• Your task
Only a number is wanted: the count of lines in this listing that contain "FilterField".

• Data provided
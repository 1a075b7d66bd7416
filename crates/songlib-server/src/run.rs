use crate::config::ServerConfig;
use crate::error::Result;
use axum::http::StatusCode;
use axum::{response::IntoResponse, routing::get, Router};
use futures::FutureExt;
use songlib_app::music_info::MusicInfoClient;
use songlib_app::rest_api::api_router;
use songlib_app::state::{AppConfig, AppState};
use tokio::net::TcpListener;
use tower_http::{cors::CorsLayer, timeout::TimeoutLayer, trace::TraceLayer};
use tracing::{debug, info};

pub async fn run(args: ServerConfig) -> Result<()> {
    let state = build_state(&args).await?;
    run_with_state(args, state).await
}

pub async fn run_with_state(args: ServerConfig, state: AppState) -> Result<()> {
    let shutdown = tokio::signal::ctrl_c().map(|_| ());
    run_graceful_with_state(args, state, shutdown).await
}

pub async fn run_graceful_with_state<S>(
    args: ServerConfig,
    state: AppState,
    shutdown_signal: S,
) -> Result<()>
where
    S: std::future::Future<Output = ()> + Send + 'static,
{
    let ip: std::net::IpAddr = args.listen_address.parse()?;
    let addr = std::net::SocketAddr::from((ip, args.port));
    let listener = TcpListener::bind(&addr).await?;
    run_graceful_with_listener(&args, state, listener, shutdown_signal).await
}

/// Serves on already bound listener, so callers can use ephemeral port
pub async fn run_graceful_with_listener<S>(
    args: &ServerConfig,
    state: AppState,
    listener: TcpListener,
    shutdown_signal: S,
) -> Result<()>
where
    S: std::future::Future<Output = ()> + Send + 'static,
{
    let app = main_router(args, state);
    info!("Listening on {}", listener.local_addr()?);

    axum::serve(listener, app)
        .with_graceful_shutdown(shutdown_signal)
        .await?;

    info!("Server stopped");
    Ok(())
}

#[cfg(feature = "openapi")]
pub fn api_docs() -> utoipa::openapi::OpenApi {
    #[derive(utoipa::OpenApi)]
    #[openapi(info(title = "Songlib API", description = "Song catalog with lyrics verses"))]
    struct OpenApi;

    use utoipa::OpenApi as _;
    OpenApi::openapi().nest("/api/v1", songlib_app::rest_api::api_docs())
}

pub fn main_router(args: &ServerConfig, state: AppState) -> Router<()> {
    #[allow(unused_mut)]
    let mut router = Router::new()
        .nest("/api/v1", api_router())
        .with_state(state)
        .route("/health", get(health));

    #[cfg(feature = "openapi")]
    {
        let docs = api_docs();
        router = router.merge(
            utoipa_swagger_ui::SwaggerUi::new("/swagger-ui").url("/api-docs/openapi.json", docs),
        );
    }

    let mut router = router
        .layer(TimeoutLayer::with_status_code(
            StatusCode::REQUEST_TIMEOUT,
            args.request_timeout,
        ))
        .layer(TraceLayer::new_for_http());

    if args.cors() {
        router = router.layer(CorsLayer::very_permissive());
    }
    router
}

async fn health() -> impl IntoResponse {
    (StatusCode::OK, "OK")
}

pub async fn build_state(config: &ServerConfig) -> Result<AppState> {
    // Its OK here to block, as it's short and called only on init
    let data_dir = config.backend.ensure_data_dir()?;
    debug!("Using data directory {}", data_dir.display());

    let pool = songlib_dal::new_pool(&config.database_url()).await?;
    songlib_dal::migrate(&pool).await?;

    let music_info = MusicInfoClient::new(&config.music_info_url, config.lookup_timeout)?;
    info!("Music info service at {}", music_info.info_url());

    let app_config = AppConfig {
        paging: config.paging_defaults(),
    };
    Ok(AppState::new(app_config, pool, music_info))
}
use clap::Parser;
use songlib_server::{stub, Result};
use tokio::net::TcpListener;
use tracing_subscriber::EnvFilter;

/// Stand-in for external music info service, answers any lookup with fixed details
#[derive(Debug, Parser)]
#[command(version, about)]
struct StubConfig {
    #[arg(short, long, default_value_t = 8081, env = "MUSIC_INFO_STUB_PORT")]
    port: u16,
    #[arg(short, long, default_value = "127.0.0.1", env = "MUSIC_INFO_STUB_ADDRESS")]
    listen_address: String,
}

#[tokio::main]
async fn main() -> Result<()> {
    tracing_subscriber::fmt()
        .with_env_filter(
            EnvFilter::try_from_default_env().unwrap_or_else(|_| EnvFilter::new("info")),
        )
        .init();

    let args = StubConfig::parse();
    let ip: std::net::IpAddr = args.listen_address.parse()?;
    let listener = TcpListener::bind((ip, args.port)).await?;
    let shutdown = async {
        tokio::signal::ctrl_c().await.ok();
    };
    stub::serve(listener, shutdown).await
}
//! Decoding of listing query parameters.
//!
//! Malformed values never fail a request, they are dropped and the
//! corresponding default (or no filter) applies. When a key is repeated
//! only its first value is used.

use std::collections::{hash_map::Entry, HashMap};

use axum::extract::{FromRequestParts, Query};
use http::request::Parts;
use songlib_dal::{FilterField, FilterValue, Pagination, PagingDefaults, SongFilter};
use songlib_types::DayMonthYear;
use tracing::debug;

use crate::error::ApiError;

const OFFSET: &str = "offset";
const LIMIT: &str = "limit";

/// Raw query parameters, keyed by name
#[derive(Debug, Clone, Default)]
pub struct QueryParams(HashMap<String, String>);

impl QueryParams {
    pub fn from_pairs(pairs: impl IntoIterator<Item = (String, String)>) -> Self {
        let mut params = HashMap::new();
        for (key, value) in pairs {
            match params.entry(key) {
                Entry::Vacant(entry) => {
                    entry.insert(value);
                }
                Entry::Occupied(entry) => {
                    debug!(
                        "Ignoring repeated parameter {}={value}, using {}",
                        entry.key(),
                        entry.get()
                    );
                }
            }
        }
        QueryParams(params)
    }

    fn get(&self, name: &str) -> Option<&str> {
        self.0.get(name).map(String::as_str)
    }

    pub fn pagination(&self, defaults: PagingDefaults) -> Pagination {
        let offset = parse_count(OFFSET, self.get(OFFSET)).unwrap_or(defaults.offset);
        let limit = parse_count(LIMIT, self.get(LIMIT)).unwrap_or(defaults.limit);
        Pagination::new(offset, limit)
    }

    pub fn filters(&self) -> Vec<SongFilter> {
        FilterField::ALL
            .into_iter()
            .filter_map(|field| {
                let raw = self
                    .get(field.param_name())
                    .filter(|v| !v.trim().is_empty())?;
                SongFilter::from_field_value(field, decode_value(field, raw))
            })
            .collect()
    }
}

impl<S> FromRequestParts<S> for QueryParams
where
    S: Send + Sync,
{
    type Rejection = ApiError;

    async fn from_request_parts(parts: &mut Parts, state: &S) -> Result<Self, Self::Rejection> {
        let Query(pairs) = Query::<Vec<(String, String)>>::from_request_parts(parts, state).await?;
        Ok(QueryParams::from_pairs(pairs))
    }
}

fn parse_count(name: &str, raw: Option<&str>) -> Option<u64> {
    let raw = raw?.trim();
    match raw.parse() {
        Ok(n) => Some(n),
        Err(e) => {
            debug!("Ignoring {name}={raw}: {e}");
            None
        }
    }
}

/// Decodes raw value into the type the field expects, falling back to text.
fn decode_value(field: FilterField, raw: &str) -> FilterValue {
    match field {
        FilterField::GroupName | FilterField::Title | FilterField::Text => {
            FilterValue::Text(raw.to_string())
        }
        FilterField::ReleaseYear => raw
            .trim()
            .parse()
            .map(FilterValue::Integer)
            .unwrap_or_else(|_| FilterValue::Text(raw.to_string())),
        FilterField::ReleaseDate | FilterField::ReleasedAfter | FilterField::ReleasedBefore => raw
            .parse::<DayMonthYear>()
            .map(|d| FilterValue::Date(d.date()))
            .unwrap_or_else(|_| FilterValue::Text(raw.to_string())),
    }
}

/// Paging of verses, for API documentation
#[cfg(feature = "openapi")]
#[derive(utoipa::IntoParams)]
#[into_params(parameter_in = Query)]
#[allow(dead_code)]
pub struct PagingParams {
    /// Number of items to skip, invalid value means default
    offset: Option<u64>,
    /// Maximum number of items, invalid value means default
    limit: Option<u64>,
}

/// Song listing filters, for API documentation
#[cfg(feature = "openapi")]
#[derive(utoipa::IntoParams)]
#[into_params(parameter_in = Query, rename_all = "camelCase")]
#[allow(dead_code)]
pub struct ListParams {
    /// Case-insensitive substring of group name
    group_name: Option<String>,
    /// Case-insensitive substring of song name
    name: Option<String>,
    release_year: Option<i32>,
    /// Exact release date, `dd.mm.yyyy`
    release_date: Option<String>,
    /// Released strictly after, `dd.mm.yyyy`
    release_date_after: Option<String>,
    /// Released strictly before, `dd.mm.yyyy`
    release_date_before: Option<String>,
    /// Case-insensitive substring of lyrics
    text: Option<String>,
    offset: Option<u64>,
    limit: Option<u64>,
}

• Result below
6